Edited by - Christiaan on May 10, 2000 3:53:47 AM
Hey Heimdall99,

It might not look so hightech, but why not use fscanf and fprintf?
It''s very practical, and uses text files you can easy read and change! Also good for future re-use and understanding. scanf is more powerfull than I thought! For example to read an integer from: "the index: [11]\n"
use: fscanf(F, "the index: [%i]\n", &iIndex);

Hope it helps,
Bas.
I don''t think fsanf would work, since I am trying to save structs (what identifier would I use with that?). Maybe I can just save the whole array of structs and try to read/write IT. The whole problem is with the count of items in the file that I have to provide for fread. With the single array I would only have 1.
>> I don''t think fsanf would work, since I am trying to save structs (what identifier would I use with that?) <<

Sure you can use fscanf() and fprintf() with struct. You''ll have to save your structs like this:


struct song {char name[];
char artist[];
double time;
}song01;

fprintf(fp, "Name: %s Artist %s Time %f", song01.name, song01.artist, song01.time);
}


And read them like this:

struct song {char name[];
char artist[];
double time;
}song01;

fscanf(fp, "Name: %s Artist %s Time %f", song01.name, song01.artist, &song01.time);
}

/. Muzzafarath
I'm reminded of the day my daughter came in, looked over my shoulder at some Perl 4 code, and said, "What is that, swearing?" - Larry Wall
Your file doesn''t have to be structured very rigidly. You can include header sections so that in the future you can use different data structures. Your header section should have as the first bit of information a version number. This will tell you what the rest of the section should contain. Next, I would include the number of data elements that follow. After that, you have your data elements.

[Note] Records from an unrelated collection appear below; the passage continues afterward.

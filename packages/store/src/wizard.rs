//! # Appointment wizard
//!
//! Booking an appointment is a strictly linear four-step form:
//!
//! | Step | Collects | Valid when |
//! |------|----------|------------|
//! | 1 [`Step::SelectPet`] | pet | `pet_id` set |
//! | 2 [`Step::SelectType`] | appointment type | `appointment_type` non-empty |
//! | 3 [`Step::DateTime`] | date, time slot | both non-empty |
//! | 4 [`Step::SelectProfessional`] | vet or groomer | `professional_id` set |
//!
//! [`AppointmentWizard::next`] only advances past a valid step;
//! [`AppointmentWizard::previous`] always retreats except on the first step.
//!
//! The professionals offered on step 4 depend on the appointment type: grooming
//! draws from the groomer list, every other known type from the vet list. The
//! candidate cards are recomputed whenever the type or either source list
//! changes, and narrowed by a free-text search over name and specialty.

use chrono::NaiveTime;
use thiserror::Error;

use crate::models::{
    CreateAppointmentRequest, Pet, Practitioner, Professional, ProfessionalKind, ServiceType,
    UserDetails,
};

#[derive(Clone, Copy, Debug, PartialEq, Eq, PartialOrd, Ord, Hash)]
pub enum Step {
    SelectPet = 1,
    SelectType = 2,
    DateTime = 3,
    SelectProfessional = 4,
}

impl Step {
    pub const ALL: [Step; 4] = [
        Step::SelectPet,
        Step::SelectType,
        Step::DateTime,
        Step::SelectProfessional,
    ];

    pub fn number(self) -> u8 {
        self as u8
    }

    pub fn title(self) -> &'static str {
        match self {
            Step::SelectPet => "Select Pet",
            Step::SelectType => "Appointment Type",
            Step::DateTime => "Date & Time",
            Step::SelectProfessional => "Choose Professional",
        }
    }

    fn following(self) -> Option<Step> {
        match self {
            Step::SelectPet => Some(Step::SelectType),
            Step::SelectType => Some(Step::DateTime),
            Step::DateTime => Some(Step::SelectProfessional),
            Step::SelectProfessional => None,
        }
    }

    fn preceding(self) -> Option<Step> {
        match self {
            Step::SelectPet => None,
            Step::SelectType => Some(Step::SelectPet),
            Step::DateTime => Some(Step::SelectType),
            Step::SelectProfessional => Some(Step::DateTime),
        }
    }
}

/// An entry of the appointment type catalog.
#[derive(Clone, Copy, Debug, PartialEq, Eq)]
pub struct AppointmentType {
    /// Value held in the draft.
    pub value: &'static str,
    /// Shown on the type card.
    pub label: &'static str,
    /// Sent to the backend as `appointmentType`.
    pub backend_label: &'static str,
    pub icon: &'static str,
    /// Which professionals can take this kind of appointment.
    pub kind: ProfessionalKind,
}

pub const APPOINTMENT_TYPES: &[AppointmentType] = &[
    AppointmentType {
        value: "veterinary",
        label: "Veterinary Consultation",
        backend_label: "veterinary consultation",
        icon: "🏥",
        kind: ProfessionalKind::Vet,
    },
    AppointmentType {
        value: "grooming",
        label: "Grooming Service",
        backend_label: "grooming service",
        icon: "✂️",
        kind: ProfessionalKind::Groomer,
    },
    AppointmentType {
        value: "vaccination",
        label: "Vaccination",
        backend_label: "vaccination",
        icon: "💉",
        kind: ProfessionalKind::Vet,
    },
    AppointmentType {
        value: "checkup",
        label: "General Check-up",
        backend_label: "general consultation",
        icon: "🩺",
        kind: ProfessionalKind::Vet,
    },
];

pub fn appointment_type(value: &str) -> Option<&'static AppointmentType> {
    APPOINTMENT_TYPES.iter().find(|t| t.value == value)
}

/// Bookable slots; the clinic closes between 1 and 2 PM.
pub const TIME_SLOTS: &[&str] = &[
    "09:00 AM", "09:30 AM", "10:00 AM", "10:30 AM", "11:00 AM", "11:30 AM", "12:00 PM",
    "12:30 PM", "02:00 PM", "02:30 PM", "03:00 PM", "03:30 PM", "04:00 PM", "04:30 PM",
    "05:00 PM", "05:30 PM",
];

/// Convert a 12-hour slot label (`"02:30 PM"`) to 24-hour `HH:MM` (`"14:30"`).
///
/// Anything that is not a 12-hour label is passed through trimmed.
pub fn to_24_hour(slot: &str) -> String {
    let slot = slot.trim();
    match NaiveTime::parse_from_str(slot, "%I:%M %p") {
        Ok(time) => time.format("%H:%M").to_string(),
        Err(_) => slot.to_string(),
    }
}

#[derive(Debug, Error, PartialEq, Eq)]
pub enum WizardError {
    #[error("Please select a pet")]
    MissingPet,

    #[error("Please select a professional")]
    MissingProfessional,

    #[error("The selected professional is no longer available for this appointment type")]
    UnknownProfessional,
}

/// What the user has entered so far.
#[derive(Clone, Debug, Default, PartialEq)]
pub struct WizardDraft {
    pub appointment_type: String,
    pub date: String,
    pub time: String,
    pub professional_id: Option<i64>,
    pub pet_id: Option<i64>,
    pub description: String,
}

/// A professional as offered on the last step.
#[derive(Clone, Debug, PartialEq)]
pub struct ProfessionalCard {
    pub professional: Professional,
    pub rating: f32,
    pub avatar: String,
    pub available: bool,
    pub experience: String,
}

impl ProfessionalCard {
    fn new(professional: &Professional) -> Self {
        Self {
            rating: professional.rating(),
            avatar: professional.avatar(),
            available: professional.is_available(),
            experience: professional.experience(),
            professional: professional.clone(),
        }
    }

    pub fn id(&self) -> i64 {
        self.professional.id()
    }

    pub fn kind(&self) -> ProfessionalKind {
        self.professional.kind()
    }

    pub fn name(&self) -> &str {
        self.professional.name()
    }

    pub fn specialty(&self) -> &str {
        self.professional.specialty()
    }

    /// Case-insensitive substring match on name or specialty.
    pub fn matches(&self, term: &str) -> bool {
        let term = term.trim().to_lowercase();
        term.is_empty()
            || self.name().to_lowercase().contains(&term)
            || self.specialty().to_lowercase().contains(&term)
    }
}

/// Pets offered on the first step: the account's full pet list when it has been
/// fetched, otherwise the single pet cached with the login snapshot.
pub fn pet_choices(details: Option<&UserDetails>, snapshot_pet: Option<&Pet>) -> Vec<Pet> {
    match details {
        Some(details) if !details.pets.is_empty() => details.pets.clone(),
        _ => snapshot_pet.cloned().into_iter().collect(),
    }
}

#[derive(Clone, Debug, PartialEq)]
pub struct AppointmentWizard {
    step: Step,
    draft: WizardDraft,
    search_term: String,
    vets: Vec<Professional>,
    groomers: Vec<Professional>,
    candidates: Vec<ProfessionalCard>,
}

impl Default for AppointmentWizard {
    fn default() -> Self {
        Self::new()
    }
}

impl AppointmentWizard {
    pub fn new() -> Self {
        Self {
            step: Step::SelectPet,
            draft: WizardDraft::default(),
            search_term: String::new(),
            vets: Vec::new(),
            groomers: Vec::new(),
            candidates: Vec::new(),
        }
    }

    pub fn step(&self) -> Step {
        self.step
    }

    pub fn draft(&self) -> &WizardDraft {
        &self.draft
    }

    pub fn set_pet(&mut self, pet_id: Option<i64>) {
        self.draft.pet_id = pet_id;
    }

    pub fn set_appointment_type(&mut self, value: impl Into<String>) {
        self.draft.appointment_type = value.into();
        self.recompute_candidates();
    }

    pub fn set_date(&mut self, date: impl Into<String>) {
        self.draft.date = date.into();
    }

    pub fn set_time(&mut self, time: impl Into<String>) {
        self.draft.time = time.into();
    }

    pub fn set_professional(&mut self, professional_id: Option<i64>) {
        self.draft.professional_id = professional_id;
    }

    pub fn set_description(&mut self, description: impl Into<String>) {
        self.draft.description = description.into();
    }

    /// Replace the source lists after a vets/groomers fetch settles.
    pub fn refresh_candidates(&mut self, vets: Vec<Professional>, groomers: Vec<Professional>) {
        self.vets = vets;
        self.groomers = groomers;
        self.recompute_candidates();
    }

    fn recompute_candidates(&mut self) {
        let source = match appointment_type(&self.draft.appointment_type).map(|t| t.kind) {
            Some(ProfessionalKind::Vet) => &self.vets,
            Some(ProfessionalKind::Groomer) => &self.groomers,
            None => {
                self.candidates.clear();
                return;
            }
        };
        self.candidates = source.iter().map(ProfessionalCard::new).collect();
    }

    /// Every professional eligible for the chosen type.
    pub fn candidates(&self) -> &[ProfessionalCard] {
        &self.candidates
    }

    pub fn search_term(&self) -> &str {
        &self.search_term
    }

    pub fn set_search_term(&mut self, term: impl Into<String>) {
        self.search_term = term.into();
    }

    /// Candidates matching the current search term.
    pub fn searched(&self) -> Vec<&ProfessionalCard> {
        self.candidates
            .iter()
            .filter(|card| card.matches(&self.search_term))
            .collect()
    }

    pub fn selected_professional(&self) -> Option<&ProfessionalCard> {
        let id = self.draft.professional_id?;
        self.candidates.iter().find(|card| card.id() == id)
    }

    pub fn is_step_valid(&self) -> bool {
        let draft = &self.draft;
        match self.step {
            Step::SelectPet => draft.pet_id.is_some(),
            Step::SelectType => !draft.appointment_type.is_empty(),
            Step::DateTime => !draft.date.is_empty() && !draft.time.is_empty(),
            Step::SelectProfessional => draft.professional_id.is_some(),
        }
    }

    /// Advance one step if the current one is complete. Returns whether it moved.
    pub fn next(&mut self) -> bool {
        if !self.is_step_valid() {
            return false;
        }
        match self.step.following() {
            Some(step) => {
                self.step = step;
                true
            }
            None => false,
        }
    }

    pub fn previous(&mut self) -> bool {
        match self.step.preceding() {
            Some(step) => {
                self.step = step;
                true
            }
            None => false,
        }
    }

    pub fn is_last_step(&self) -> bool {
        self.step == Step::SelectProfessional
    }

    /// Assemble the create-appointment body from the draft.
    pub fn build_request(&self) -> Result<CreateAppointmentRequest, WizardError> {
        let pet_id = self.draft.pet_id.ok_or(WizardError::MissingPet)?;
        if self.draft.professional_id.is_none() {
            return Err(WizardError::MissingProfessional);
        }
        let professional = self
            .selected_professional()
            .ok_or(WizardError::UnknownProfessional)?;

        let service_type = if self.draft.appointment_type == "grooming" {
            ServiceType::Grooming
        } else {
            ServiceType::Vet
        };
        let appointment_type = appointment_type(&self.draft.appointment_type)
            .map(|t| t.backend_label.to_string())
            .unwrap_or_else(|| self.draft.appointment_type.clone());
        let description = Some(self.draft.description.trim())
            .filter(|d| !d.is_empty())
            .map(str::to_string);

        let (vet_id, groomer_id) = match professional.kind() {
            ProfessionalKind::Vet => (Some(professional.id()), None),
            ProfessionalKind::Groomer => (None, Some(professional.id())),
        };

        Ok(CreateAppointmentRequest {
            pet_id,
            service_type,
            appointment_type,
            appointment_date: self.draft.date.clone(),
            time: to_24_hour(&self.draft.time),
            description,
            vet_id,
            groomer_id,
        })
    }

    /// Back to an empty draft on step 1. The loaded professionals are kept.
    pub fn reset(&mut self) {
        self.step = Step::SelectPet;
        self.draft = WizardDraft::default();
        self.search_term.clear();
        self.candidates.clear();
    }
}
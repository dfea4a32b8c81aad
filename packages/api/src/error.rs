use thiserror::Error;

/// Everything that can go wrong talking to the backend.
#[derive(Clone, Debug, Error, PartialEq)]
pub enum ApiError {
    /// The backend answered with a non-2xx status.
    #[error("Request failed with status {status}")]
    Status {
        status: u16,
        /// `message` (or `error`) field of the response body, if any.
        message: Option<String>,
    },

    #[error("Network error: {0}")]
    Network(String),

    #[error("Unexpected response: {0}")]
    Decode(String),

    /// The operation needs the signed-in user's id and there is none.
    #[error("User ID not found. Please log in again.")]
    NotSignedIn,
}

impl ApiError {
    /// Build a status error from the raw response body.
    pub fn from_status(status: u16, body: &str) -> Self {
        let message = serde_json::from_str::<serde_json::Value>(body)
            .ok()
            .and_then(|value| {
                ["message", "error"]
                    .iter()
                    .find_map(|key| value.get(key)?.as_str().map(str::to_string))
            })
            .filter(|m| !m.is_empty());
        ApiError::Status { status, message }
    }

    /// The text a slice should show, or `None` to fall back to its default message.
    pub fn reason(&self) -> Option<String> {
        match self {
            ApiError::Status { message, .. } => message.clone(),
            ApiError::NotSignedIn => Some(self.to_string()),
            ApiError::Network(_) | ApiError::Decode(_) => None,
        }
    }
}

impl From<reqwest::Error> for ApiError {
    fn from(e: reqwest::Error) -> Self {
        ApiError::Network(e.to_string())
    }
}

impl From<serde_json::Error> for ApiError {
    fn from(e: serde_json::Error) -> Self {
        ApiError::Decode(e.to_string())
    }
}

#[cfg(test)]
mod tests {
    use super::*;

    #[test]
    fn test_reason_prefers_server_message() {
        let err = ApiError::from_status(409, r#"{"message": "Email already registered"}"#);
        assert_eq!(err.reason().as_deref(), Some("Email already registered"));

        let err = ApiError::from_status(400, r#"{"error": "Bad breed"}"#);
        assert_eq!(err.reason().as_deref(), Some("Bad breed"));
    }

    #[test]
    fn test_reason_falls_back_to_default() {
        assert_eq!(ApiError::from_status(500, "<html>oops</html>").reason(), None);
        assert_eq!(ApiError::from_status(500, r#"{"message": ""}"#).reason(), None);
        assert_eq!(ApiError::Network("refused".into()).reason(), None);
        assert_eq!(
            ApiError::NotSignedIn.reason().as_deref(),
            Some("User ID not found. Please log in again.")
        );
    }
}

Now, reading this information back in, you read the first element. It''s a zero. You must''ve written data using version 0. The next thing you do is based on this 0. If it was a 1, and you didn''t implement version 1, you have an error and don''t bother reading the file. Otherwise, we can do version 0''s implementation (described in the above paragraph). Read in the number of data elements. Set aside enough memory. Do a simple for - next loop to read in that many elements.

Here''s where something interesting can happen. You can read the next header section... this allows you to have as many different pieces (and types) of information as you want, all stored in a single file. MFC does something similar to this in its file handling functions.

-MartinJ
Better living through creative confusion.

This topic is closed to new replies.